The one word review I would give this film is "Unremarkable," although "Muddled" or "Lacklustre" would also be rather fitting. It's not a terribly bad film, and there's nothing overly wrong with it, there's just not a lot going on if you aren't fascinated with the subject matter of World War 2 code breaking. And in fact even if you are, there's not a great deal shown here, and pretty much all of the story has been fictionalised and tarted up to make it more cinematic. There's even a shoe-horned in car chase in an attempt to liven up the otherwise dreary and plodding nature. The twists, which are evenly spaced every fifteen minutes or so, are largely predictable, and once a completely irrelevant plot detail is given out just past the halfway mark, I very nearly stopped watching, so certain was I of the eventual outcome. 

The cast is good, with a host of know-the-face TV actors (including Matthew Macfadyen, Tom Hollander and Nikolaj Coster-Waldau), and the leads do well, even if Scott appears more hungover than mentally cracked as Tom Jericho, who sounds more like he should be stroking a cat in his volcano lair than attempting to crack codes in a basement. Kate Winslet has been dowdied up to look like a cross between Moaning Myrtle and Velma from Scooby-Doo, and she seems completely unable to keep her glasses on for longer than 20 seconds without having to adjust or remove them for polishing. 

At times the plot is confusing, flicking between the 'present' code breaking, Tom and Claire's budding-then-wilting relationship and a small boy and his dog discovering a hand buried in a forest, and by the end I wasn't thoroughly convinced that all these strands had been neatly tied together quite as succinctly as director Michael Apted would have liked.

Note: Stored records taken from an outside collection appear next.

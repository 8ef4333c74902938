use serde::{Deserialize, Serialize};

use super::input::Modifiers;
use crate::model::color;

#[derive(Clone, Copy, Debug, Default, PartialEq, Eq, Hash, Serialize, Deserialize)]
#[serde(rename_all = "lowercase")]
pub enum Tool {
    #[default]
    Select,
    Move,
    Draw,
    Erase,
    Style,
    Grid,
    Capture,
    Data,
    Load,
    Save,
    Help,
}

impl Tool {
    /// Whether pointer presses resolve the element under the cursor.
    pub fn allows_selection(self) -> bool {
        !matches!(self, Tool::Move | Tool::Capture)
    }

    /// Highlight colour while this tool is active.
    pub fn accent(self, default: &str) -> &str {
        match self {
            Tool::Draw => color::GREEN_DARK,
            Tool::Erase => color::RED,
            _ => default,
        }
    }
}

/// A key plus the Ctrl modifier it requires.
#[derive(Clone, Debug, PartialEq, Eq)]
pub struct Shortcut {
    pub key: &'static str,
    pub ctrl: bool,
}

impl Shortcut {
    pub const fn key(key: &'static str) -> Self {
        Self { key, ctrl: false }
    }

    pub const fn ctrl(key: &'static str) -> Self {
        Self { key, ctrl: true }
    }

    pub fn matches(&self, key: &str, mods: Modifiers) -> bool {
        self.ctrl == mods.ctrl && self.key.eq_ignore_ascii_case(key)
    }
}

#[derive(Clone, Debug)]
pub struct ToolEntry {
    pub tool: Tool,
    pub id: &'static str,
    pub label: &'static str,
    pub shortcut: Option<Shortcut>,
}

/// The tool palette, in toolbar order.
#[derive(Clone, Debug)]
pub struct ToolRegistry {
    entries: Vec<ToolEntry>,
}

impl Default for ToolRegistry {
    fn default() -> Self {
        Self::standard()
    }
}

impl ToolRegistry {
    pub fn standard() -> Self {
        let e = |tool, id, label, shortcut| ToolEntry { tool, id, label, shortcut };
        Self {
            entries: vec![
                e(Tool::Select, "select", "Select", Some(Shortcut::key("v"))),
                e(Tool::Move, "move", "Move", Some(Shortcut::key("m"))),
                e(Tool::Draw, "draw", "Draw", Some(Shortcut::key("d"))),
                e(Tool::Erase, "erase", "Erase", Some(Shortcut::key("x"))),
                e(Tool::Style, "style", "Style", Some(Shortcut::ctrl("s"))),
                e(Tool::Grid, "grid", "Grid", Some(Shortcut::key("g"))),
                e(Tool::Capture, "capture", "Capture", None),
                e(Tool::Data, "data", "View Data", None),
                e(Tool::Load, "load", "Load", Some(Shortcut::ctrl("o"))),
                e(Tool::Save, "save", "Save", Some(Shortcut::key("s"))),
                e(Tool::Help, "help", "Help", Some(Shortcut::key("h"))),
            ],
        }
    }

    pub fn entries(&self) -> &[ToolEntry] {
        &self.entries
    }

    pub fn by_shortcut(&self, key: &str, mods: Modifiers) -> Option<Tool> {
        self.entries
            .iter()
            .find(|e| e.shortcut.as_ref().is_some_and(|s| s.matches(key, mods)))
            .map(|e| e.tool)
    }

    pub fn by_id(&self, id: &str) -> Option<Tool> {
        self.entries.iter().find(|e| e.id == id).map(|e| e.tool)
    }

    pub fn id_of(&self, tool: Tool) -> &'static str {
        self.entries.iter().find(|e| e.tool == tool).map_or("select", |e| e.id)
    }
}
use js_sys::{Float64Array, Object, Reflect, Uint32Array};
use vertedge_wasm::Editor;
use wasm_bindgen::JsValue;
use wasm_bindgen_test::*;

wasm_bindgen_test_configure!(run_in_browser);

fn editor() -> Editor {
    let mut ed = Editor::new(JsValue::UNDEFINED);
    ed.resize(400.0, 400.0, 1.0);
    ed
}

#[wasm_bindgen_test]
fn draw_gesture_adds_vertices_and_edge() {
    let mut ed = editor();
    assert!(ed.set_tool("draw"));
    assert_eq!(ed.tool(), "draw");
    assert!(ed.pointer_down(100.0, 100.0, 0, 1, false, false, false));
    ed.pointer_move(300.0, 300.0, 1, false, false, false);
    assert!(ed.pointer_up(300.0, 300.0, 0, 0, false, false, false));
    assert_eq!(ed.vertex_count(), 2);
    assert_eq!(ed.edge_count(), 1);
    assert_eq!(ed.selection_count(), 1);

    let data = ed.get_vertex_data();
    let ids = Uint32Array::new(&Reflect::get(&data, &JsValue::from_str("ids")).unwrap());
    let pos = Float64Array::new(&Reflect::get(&data, &JsValue::from_str("positions")).unwrap());
    assert_eq!(ids.length(), 2);
    assert_eq!(pos.to_vec(), vec![-100.0, -100.0, 100.0, 100.0]);
}

#[wasm_bindgen_test]
fn render_needs_a_canvas() {
    let mut ed = editor();
    assert!(!ed.render());
}

#[wasm_bindgen_test]
fn partial_config_object() {
    let cfg = Object::new();
    Reflect::set(&cfg, &JsValue::from_str("default_title"), &JsValue::from_str("Sketch")).unwrap();
    let ed = Editor::new(cfg.into());
    assert_eq!(ed.title(), "Sketch");
    // a bad config falls back to defaults
    let ed = Editor::new(JsValue::from_str("nonsense"));
    assert_eq!(ed.title(), "Untitled Graph");
}

#[wasm_bindgen_test]
fn load_centres_view_and_keys_edit() {
    let mut ed = editor();
    assert!(ed.load_json(r#"{"title":"Pair","vertices":[{"x":0,"y":0},{"x":100,"y":40}],"edges":[{"v1":0,"v2":1}]}"#));
    assert_eq!(ed.title(), "Pair");
    let c: Vec<f64> = serde_wasm_bindgen::from_value(ed.center()).unwrap();
    assert_eq!(c, vec![50.0, 20.0]);

    assert!(ed.key_down("a", false, true, false));
    assert_eq!(ed.selection_count(), 3);
    assert!(ed.set_radius(4.0));
    assert!(ed.key_down("Delete", false, false, false));
    assert_eq!(ed.vertex_count(), 0);
    assert!(ed.to_json().contains("\"vertices\":[]"));
}

#[wasm_bindgen_test]
fn capture_tool_exposes_box() {
    let mut ed = editor();
    ed.load_json(r#"{"vertices":[{"x":0,"y":0}]}"#);
    assert!(ed.capture_area().is_null());
    ed.set_tool("capture");
    let area = ed.capture_area();
    let w = Reflect::get(&area, &JsValue::from_str("w")).unwrap().as_f64();
    assert_eq!(w, Some(24.0));
}

#[wasm_bindgen_test]
fn toolbar_lists_shortcuts() {
    let ed = editor();
    let tools = ed.tools();
    assert_eq!(tools.length(), 11);
    let style = tools.get(4);
    assert_eq!(Reflect::get(&style, &JsValue::from_str("id")).unwrap().as_string().as_deref(), Some("style"));
    assert_eq!(Reflect::get(&style, &JsValue::from_str("ctrl")).unwrap().as_bool(), Some(true));
}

Overall, the film is very dry, with maybe only a couple of interesting or entertaining moments, one of which was the line "They were seeing each other - they were seeing each other's brains out." Mostly predictable and entirely forgettable.

Choose life 4/10

2 comments:

  1. There's a reason this film is not mentioned when Winslet admirers extol her acting: it's so boring. BTW, the glasses bit was probably one of her added characterizations. She has a habit of doing this with whatever role she takes on.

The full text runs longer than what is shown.